*** Begin section ***
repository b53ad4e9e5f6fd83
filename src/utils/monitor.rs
use std::time::Duration;
#[cfg(feature = "cli")]
use std::sync::Mutex;
#[cfg(feature = "cli")]
use std::time::Instant;
#[cfg(feature = "cli")]
use sysinfo::{Pid, RefreshKind, System};

/// 兩次 sysinfo 刷新的最短間隔；多個 observer 在同一次 gather 內共用同一份取樣
pub const MIN_REFRESH_INTERVAL: Duration = Duration::from_millis(250);

/// One sample of process and host state.
#[derive(Debug, Clone, Default, PartialEq)]
pub struct SystemSample {
    pub process_cpu_percent: f32,
    pub system_cpu_percent: f32,
    pub cpu_count: usize,
    pub resident_bytes: u64,
    pub virtual_bytes: u64,
    pub peak_resident_bytes: u64,
    pub total_memory_bytes: u64,
    pub used_memory_bytes: u64,
    /// OS threads of this process, when the platform reports them.
    pub thread_count: Option<usize>,
    pub elapsed: Duration,
}

#[cfg(feature = "cli")]
struct MonitorState {
    system: System,
    last: Option<(Instant, SystemSample)>,
    peak_resident_bytes: u64,
}

#[cfg(feature = "cli")]
pub struct SystemMonitor {
    state: Mutex<MonitorState>,
    pid: Option<Pid>,
    start_time: Instant,
    enabled: bool,
}

#[cfg(feature = "cli")]
impl SystemMonitor {
    pub fn new(enabled: bool) -> Self {
        let mut system = System::new_with_specifics(RefreshKind::everything());

        let pid = match sysinfo::get_current_pid() {
            Ok(pid) => Some(pid),
            Err(e) => {
                tracing::warn!("Cannot resolve current PID, process stats disabled: {}", e);
                None
            }
        };

        // 初始刷新，CPU 使用率需要兩次取樣才有意義
        system.refresh_all();

        Self {
            state: Mutex::new(MonitorState {
                system,
                last: None,
                peak_resident_bytes: 0,
            }),
            pid,
            start_time: Instant::now(),
            enabled,
        }
    }

    pub fn sample(&self) -> Option<SystemSample> {
        if !self.enabled {
            return None;
        }

        let mut state = self.state.lock().ok()?;
        if let Some((taken_at, sample)) = &state.last {
            if taken_at.elapsed() < MIN_REFRESH_INTERVAL {
                return Some(sample.clone());
            }
        }

        state.system.refresh_all();

        let mut sample = SystemSample {
            system_cpu_percent: state.system.global_cpu_usage(),
            cpu_count: state.system.cpus().len(),
            total_memory_bytes: state.system.total_memory(),
            used_memory_bytes: state.system.used_memory(),
            elapsed: self.start_time.elapsed(),
            ..SystemSample::default()
        };

        if let Some(process) = self.pid.and_then(|pid| state.system.process(pid)) {
            sample.process_cpu_percent = process.cpu_usage();
            sample.resident_bytes = process.memory();
            sample.virtual_bytes = process.virtual_memory();
            sample.thread_count = process.tasks().map(|tasks| tasks.len());
        }

        // 更新峰值記憶體
        if sample.resident_bytes > state.peak_resident_bytes {
            state.peak_resident_bytes = sample.resident_bytes;
        }
        sample.peak_resident_bytes = state.peak_resident_bytes;

        state.last = Some((Instant::now(), sample.clone()));
        Some(sample)
    }

    pub fn log_stats(&self, phase: &str) {
        if let Some(stats) = self.sample() {
            tracing::info!(
                "📊 {} - CPU: {:.1}%, Memory: {}MB, Peak: {}MB, Time: {:?}",
                phase,
                stats.process_cpu_percent,
                stats.resident_bytes / 1024 / 1024,
                stats.peak_resident_bytes / 1024 / 1024,
                stats.elapsed
            );
        }
    }

    pub fn is_enabled(&self) -> bool {
        self.enabled
    }
}

#[cfg(feature = "cli")]
impl Default for SystemMonitor {
    fn default() -> Self {
        Self::new(true)
    }
}

// 為非CLI環境提供空實現
#[cfg(not(feature = "cli"))]
#[derive(Default)]
pub struct SystemMonitor;

#[cfg(not(feature = "cli"))]
impl SystemMonitor {
    pub fn new(_enabled: bool) -> Self {
        Self
    }

    pub fn sample(&self) -> Option<SystemSample> {
        None
    }

    pub fn log_stats(&self, _phase: &str) {}

    pub fn is_enabled(&self) -> bool {
        false
    }
}

#[cfg(all(test, feature = "cli"))]
mod tests {
    use super::*;

    #[test]
    fn test_disabled_monitor_returns_nothing() {
        let monitor = SystemMonitor::new(false);
        assert!(!monitor.is_enabled());
        assert!(monitor.sample().is_none());
    }

    #[test]
    fn test_samples_within_refresh_interval_are_shared() {
        let monitor = SystemMonitor::new(true);
        let first = monitor.sample().expect("sample");
        let second = monitor.sample().expect("sample");
        assert_eq!(first, second);
        assert!(first.cpu_count > 0);
        assert!(first.total_memory_bytes > 0);
        assert!(first.peak_resident_bytes >= first.resident_bytes);
    }
}
use crate::config::toml_config::TomlConfig;
use crate::config::{ExporterKind, Settings};
use crate::utils::error::Result;
use clap::Parser;
use std::path::PathBuf;

/// Command line flags. Every flag is optional: with none given the process
/// runs the 10 000 records / 500 ms demo and logs its metrics.
#[derive(Debug, Clone, Default, Parser)]
#[command(name = "sawtooth-memory")]
#[command(about = "Allocates and discards batches of placeholder records to draw a sawtooth memory graph")]
pub struct CliConfig {
    /// TOML file with [generator] / [telemetry] overrides
    #[arg(long)]
    pub config: Option<PathBuf>,

    /// Placeholder records allocated per cycle
    #[arg(long)]
    pub batch_size: Option<usize>,

    /// Milliseconds between cycle starts
    #[arg(long)]
    pub period_millis: Option<u64>,

    /// Do not install the metrics registrar at all
    #[arg(long)]
    pub no_telemetry: bool,

    #[arg(long, value_enum)]
    pub exporter: Option<ExporterKind>,

    #[arg(long, env = "SAWTOOTH_PUSH_ENDPOINT")]
    pub push_endpoint: Option<String>,

    #[arg(long)]
    pub push_job: Option<String>,

    #[arg(long, env = "SAWTOOTH_EXPORT_INTERVAL_MILLIS")]
    pub export_interval_millis: Option<u64>,

    #[arg(long)]
    pub service_name: Option<String>,

    #[arg(long, help = "Enable verbose output")]
    pub verbose: bool,

    #[arg(long, help = "Log as JSON lines")]
    pub json_logs: bool,
}

impl CliConfig {
    /// 優先順序：內建預設值 < 設定檔 < 命令列參數
    pub fn resolve(&self) -> Result<Settings> {
        let mut settings = Settings::default();

        if let Some(path) = &self.config {
            tracing::debug!("Loading config file: {}", path.display());
            TomlConfig::from_file(path)?.apply_to(&mut settings);
        }

        if let Some(batch_size) = self.batch_size {
            settings.generator.batch_size = batch_size;
        }
        if let Some(period_millis) = self.period_millis {
            settings.generator.period_millis = period_millis;
        }

        let telemetry = &mut settings.telemetry;
        if self.no_telemetry {
            telemetry.enabled = false;
        }
        if let Some(exporter) = self.exporter {
            telemetry.exporter = exporter;
        }
        if let Some(endpoint) = &self.push_endpoint {
            telemetry.push_endpoint = Some(endpoint.clone());
        }
        if let Some(job) = &self.push_job {
            telemetry.push_job = Some(job.clone());
        }
        if let Some(interval) = self.export_interval_millis {
            telemetry.export_interval_millis = interval;
        }
        if let Some(name) = &self.service_name {
            telemetry.service_name = name.clone();
        }

        Ok(settings)
    }
}
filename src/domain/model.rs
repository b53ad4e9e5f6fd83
use chrono::{DateTime, Utc};
use serde::{Deserialize, Serialize};
use std::collections::BTreeMap;

/// Placeholder for a real data packet. Carries nothing anyone reads.
///
/// The padding keeps the value at 16 bytes so that boxing it is a real heap
/// allocation; a zero-sized marker would never reach the allocator.
#[derive(Debug, Clone, Copy, Default, PartialEq, Eq)]
pub struct DataPacket {
    _padding: [u64; 2],
}

impl DataPacket {
    pub fn new() -> Self {
        Self::default()
    }
}

/// Records created by one cycle. Owned by that cycle only.
pub type Batch = Vec<Box<DataPacket>>;

/// One gathered metric point, flattened out of the registry's protobuf families.
#[derive(Debug, Clone, PartialEq, Serialize, Deserialize)]
pub struct MetricSample {
    pub name: String,
    pub kind: String,
    pub labels: BTreeMap<String, String>,
    pub value: f64,
}

/// Everything an exporter needs for a single export round.
#[derive(Debug, Clone)]
pub struct MetricsSnapshot {
    pub taken_at: DateTime<Utc>,
    pub samples: Vec<MetricSample>,
    /// Prometheus text exposition of the same gather.
    pub exposition: Vec<u8>,
    pub content_type: String,
}

impl MetricsSnapshot {
    pub fn find<'a>(&'a self, name: &'a str) -> impl Iterator<Item = &'a MetricSample> + 'a {
        self.samples.iter().filter(move |s| s.name == name)
    }
}
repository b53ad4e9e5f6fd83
use anyhow::Context;
use clap::Parser;
use sawtooth_memory::telemetry::alloc::CountingAllocator;
use sawtooth_memory::utils::{logger, monitor::SystemMonitor, validation::Validate};
use sawtooth_memory::{spawn_generator, CliConfig, GeneratorStats, MetricsRegistrar, SawtoothError};
use std::sync::Arc;

#[global_allocator]
static GLOBAL: CountingAllocator = CountingAllocator;

fn exit_with(e: &SawtoothError) -> ! {
    tracing::error!(
        "❌ Startup failed: {} (Category: {:?}, Severity: {:?})",
        e,
        e.category(),
        e.severity()
    );
    tracing::error!("💡 Recovery suggestion: {}", e.recovery_suggestion());
    eprintln!("❌ {}", e.user_friendly_message());
    std::process::exit(e.exit_code().max(1));
}

#[tokio::main]
async fn main() -> anyhow::Result<()> {
    let cli = CliConfig::parse();

    // 初始化日誌
    if cli.json_logs {
        logger::init_json_logger();
    } else {
        logger::init_cli_logger(cli.verbose);
    }

    let settings = cli.resolve().unwrap_or_else(|e| exit_with(&e));
    if let Err(e) = settings.validate() {
        exit_with(&e);
    }
    tracing::debug!("Resolved settings: {:?}", settings);

    tracing::info!("Let's simulate some fictional data processing...");

    let stats = Arc::new(GeneratorStats::new());

    // 先裝好 metrics，再開始產生資料
    let registrar = if settings.telemetry.enabled {
        let registrar =
            MetricsRegistrar::install(&settings.telemetry, &settings.generator, Arc::clone(&stats))
                .unwrap_or_else(|e| exit_with(&e));
        Some(registrar)
    } else {
        tracing::info!("Telemetry disabled");
        None
    };
    let reader = match &registrar {
        Some(registrar) => registrar.start_exporter().unwrap_or_else(|e| exit_with(&e)),
        None => None,
    };

    let generator = spawn_generator(settings.generator, Arc::clone(&stats));

    tokio::signal::ctrl_c()
        .await
        .context("failed to listen for Ctrl-C")?;
    tracing::info!("Shutdown requested");

    let final_stats = generator.stop().await;
    if let Some(reader) = reader {
        let exports = reader.stop().await;
        tracing::info!(
            "📤 Exports: {} ok, {} failed",
            exports.exports_ok,
            exports.exports_failed
        );
    }

    match &registrar {
        Some(registrar) => registrar.monitor().log_stats("Final Stats"),
        None => SystemMonitor::new(true).log_stats("Final Stats"),
    }
    tracing::info!(
        "✅ {} cycles, {} records created, peak {} live",
        final_stats.cycles,
        final_stats.records_created,
        final_stats.records_live_peak
    );

    Ok(())
}
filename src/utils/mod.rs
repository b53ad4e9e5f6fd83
pub mod error;
pub mod logger;
pub mod monitor;
pub mod validation;
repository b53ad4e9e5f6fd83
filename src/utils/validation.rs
use crate::utils::error::{Result, SawtoothError};
use url::Url;

pub trait Validate {
    fn validate(&self) -> Result<()>;
}

pub fn validate_url(field_name: &str, url_str: &str) -> Result<()> {
    if url_str.is_empty() {
        return Err(SawtoothError::InvalidConfigValueError {
            field: field_name.to_string(),
            value: url_str.to_string(),
            reason: "URL cannot be empty".to_string(),
        });
    }

    match Url::parse(url_str) {
        Ok(url) => match url.scheme() {
            "http" | "https" => Ok(()),
            scheme => Err(SawtoothError::InvalidConfigValueError {
                field: field_name.to_string(),
                value: url_str.to_string(),
                reason: format!("Unsupported URL scheme: {}", scheme),
            }),
        },
        Err(e) => Err(SawtoothError::InvalidConfigValueError {
            field: field_name.to_string(),
            value: url_str.to_string(),
            reason: format!("Invalid URL format: {}", e),
        }),
    }
}

pub fn validate_required_field<'a, T>(field_name: &str, value: &'a Option<T>) -> Result<&'a T> {
    value.as_ref().ok_or_else(|| SawtoothError::MissingConfigError {
        field: field_name.to_string(),
    })
}

pub fn validate_non_empty_string(field_name: &str, value: &str) -> Result<()> {
    if value.trim().is_empty() {
        return Err(SawtoothError::InvalidConfigValueError {
            field: field_name.to_string(),
            value: value.to_string(),
            reason: "Value cannot be empty or whitespace-only".to_string(),
        });
    }
    Ok(())
}

pub fn validate_range<T: PartialOrd + std::fmt::Display + Copy>(
    field_name: &str,
    value: T,
    min: T,
    max: T,
) -> Result<()> {
    if value < min || value > max {
        return Err(SawtoothError::InvalidConfigValueError {
            field: field_name.to_string(),
            value: value.to_string(),
            reason: format!("Value must be between {} and {}", min, max),
        });
    }
    Ok(())
}

#[cfg(test)]
mod tests {
    use super::*;

    #[test]
    fn test_validate_url() {
        assert!(validate_url("telemetry.push_endpoint", "https://example.com").is_ok());
        assert!(validate_url("telemetry.push_endpoint", "http://localhost:9091").is_ok());
        assert!(validate_url("telemetry.push_endpoint", "").is_err());
        assert!(validate_url("telemetry.push_endpoint", "invalid-url").is_err());
        assert!(validate_url("telemetry.push_endpoint", "ftp://example.com").is_err());
    }

    #[test]
    fn test_validate_range() {
        assert!(validate_range("generator.period_millis", 500u64, 1, 3_600_000).is_ok());
        assert!(validate_range("generator.period_millis", 0u64, 1, 3_600_000).is_err());
        assert!(validate_range("generator.batch_size", 0usize, 0, 10).is_ok());
    }

    #[test]
    fn test_validate_required_field() {
        let missing: Option<String> = None;
        let err = validate_required_field("telemetry.push_endpoint", &missing).unwrap_err();
        assert!(matches!(err, SawtoothError::MissingConfigError { .. }));

        let present = Some("http://localhost:9091".to_string());
        assert_eq!(
            validate_required_field("telemetry.push_endpoint", &present).unwrap(),
            "http://localhost:9091"
        );
    }

    #[test]
    fn test_validate_non_empty_string() {
        assert!(validate_non_empty_string("telemetry.service_name", "sawtooth").is_ok());
        assert!(validate_non_empty_string("telemetry.service_name", "   ").is_err());
    }
}
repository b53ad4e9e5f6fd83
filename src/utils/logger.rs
use tracing_subscriber::{layer::SubscriberExt, util::SubscriberInitExt, EnvFilter};

pub fn init_cli_logger(verbose: bool) {
    let filter = if verbose {
        EnvFilter::try_from_default_env()
            .unwrap_or_else(|_| EnvFilter::new("sawtooth_memory=debug,info"))
    } else {
        EnvFilter::try_from_default_env()
            .unwrap_or_else(|_| EnvFilter::new("sawtooth_memory=info"))
    };

    // 已經有 subscriber（例如測試中重複呼叫）時直接忽略
    let _ = tracing_subscriber::registry()
        .with(filter)
        .with(
            tracing_subscriber::fmt::layer()
                .with_target(verbose)
                .with_thread_ids(false)
                .with_file(false)
                .with_line_number(false)
                .compact(),
        )
        .try_init();
}

pub fn init_json_logger() {
    let filter = EnvFilter::try_from_default_env()
        .unwrap_or_else(|_| EnvFilter::new("sawtooth_memory=info"));

    let _ = tracing_subscriber::registry()
        .with(filter)
        .with(
            tracing_subscriber::fmt::layer()
                .with_target(true)
                .with_thread_ids(false)
                .with_file(false)
                .with_line_number(false)
                .json(), // metric log lines are easier to ship as JSON
        )
        .try_init();
}
use crate::config::GeneratorConfig;
use crate::core::generator::{generate_and_discard, CycleReport, GeneratorStats, StatsSnapshot};
use std::sync::Arc;
use tokio::sync::watch;
use tokio::task::JoinHandle;
use tokio::time::{interval, MissedTickBehavior};

/// Handle to the running generator task.
///
/// Dropping the handle also stops the task, since the shutdown channel closes.
pub struct GeneratorHandle {
    shutdown: watch::Sender<bool>,
    task: JoinHandle<()>,
    stats: Arc<GeneratorStats>,
}

impl GeneratorHandle {
    pub fn stats(&self) -> &Arc<GeneratorStats> {
        &self.stats
    }

    /// Stops the schedule after the current cycle (if any) and returns the final counters.
    pub async fn stop(self) -> StatsSnapshot {
        // 接收端已結束時 send 會失敗，可以忽略
        let _ = self.shutdown.send(true);
        if let Err(e) = self.task.await {
            tracing::warn!("Generator task ended abnormally: {}", e);
        }
        self.stats.snapshot()
    }
}

/// Starts the periodic batch generator with debug logging per cycle.
pub fn spawn_generator(config: GeneratorConfig, stats: Arc<GeneratorStats>) -> GeneratorHandle {
    spawn_generator_with(config, stats, |report| {
        tracing::debug!(
            records = report.records,
            elapsed_us = report.elapsed.as_micros() as u64,
            "Generated and discarded batch"
        );
    })
}

/// Starts the generator on a single task and calls `on_cycle` after every completed cycle.
///
/// Cycle `k` is due at `start + k * period`. The first cycle runs at once.
/// A cycle that overruns its period delays the next one, which then starts
/// immediately; ticks missed meanwhile are skipped rather than replayed, so
/// the schedule never bursts and cycles never overlap.
pub fn spawn_generator_with<F>(
    config: GeneratorConfig,
    stats: Arc<GeneratorStats>,
    mut on_cycle: F,
) -> GeneratorHandle
where
    F: FnMut(CycleReport) + Send + 'static,
{
    let (shutdown, mut shutdown_rx) = watch::channel(false);
    let task_stats = Arc::clone(&stats);

    tracing::info!(
        batch_size = config.batch_size,
        period_ms = config.period_millis,
        "🚀 Starting periodic batch generator"
    );

    let task = tokio::spawn(async move {
        let mut ticker = interval(config.period());
        ticker.set_missed_tick_behavior(MissedTickBehavior::Skip);

        loop {
            tokio::select! {
                biased;
                changed = shutdown_rx.changed() => {
                    if changed.is_err() || *shutdown_rx.borrow() {
                        break;
                    }
                }
                _ = ticker.tick() => {
                    if let Some(report) = generate_and_discard(config.batch_size, &task_stats) {
                        on_cycle(report);
                    }
                }
            }
        }

        tracing::info!(cycles = task_stats.cycles(), "🛑 Batch generator stopped");
    });

    GeneratorHandle {
        shutdown,
        task,
        stats,
    }
}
*** End section ***
- Exercise brief: Considering the records above, state how many lines contain the word "scheme", with nothing else in your reply.

- Answer section: 3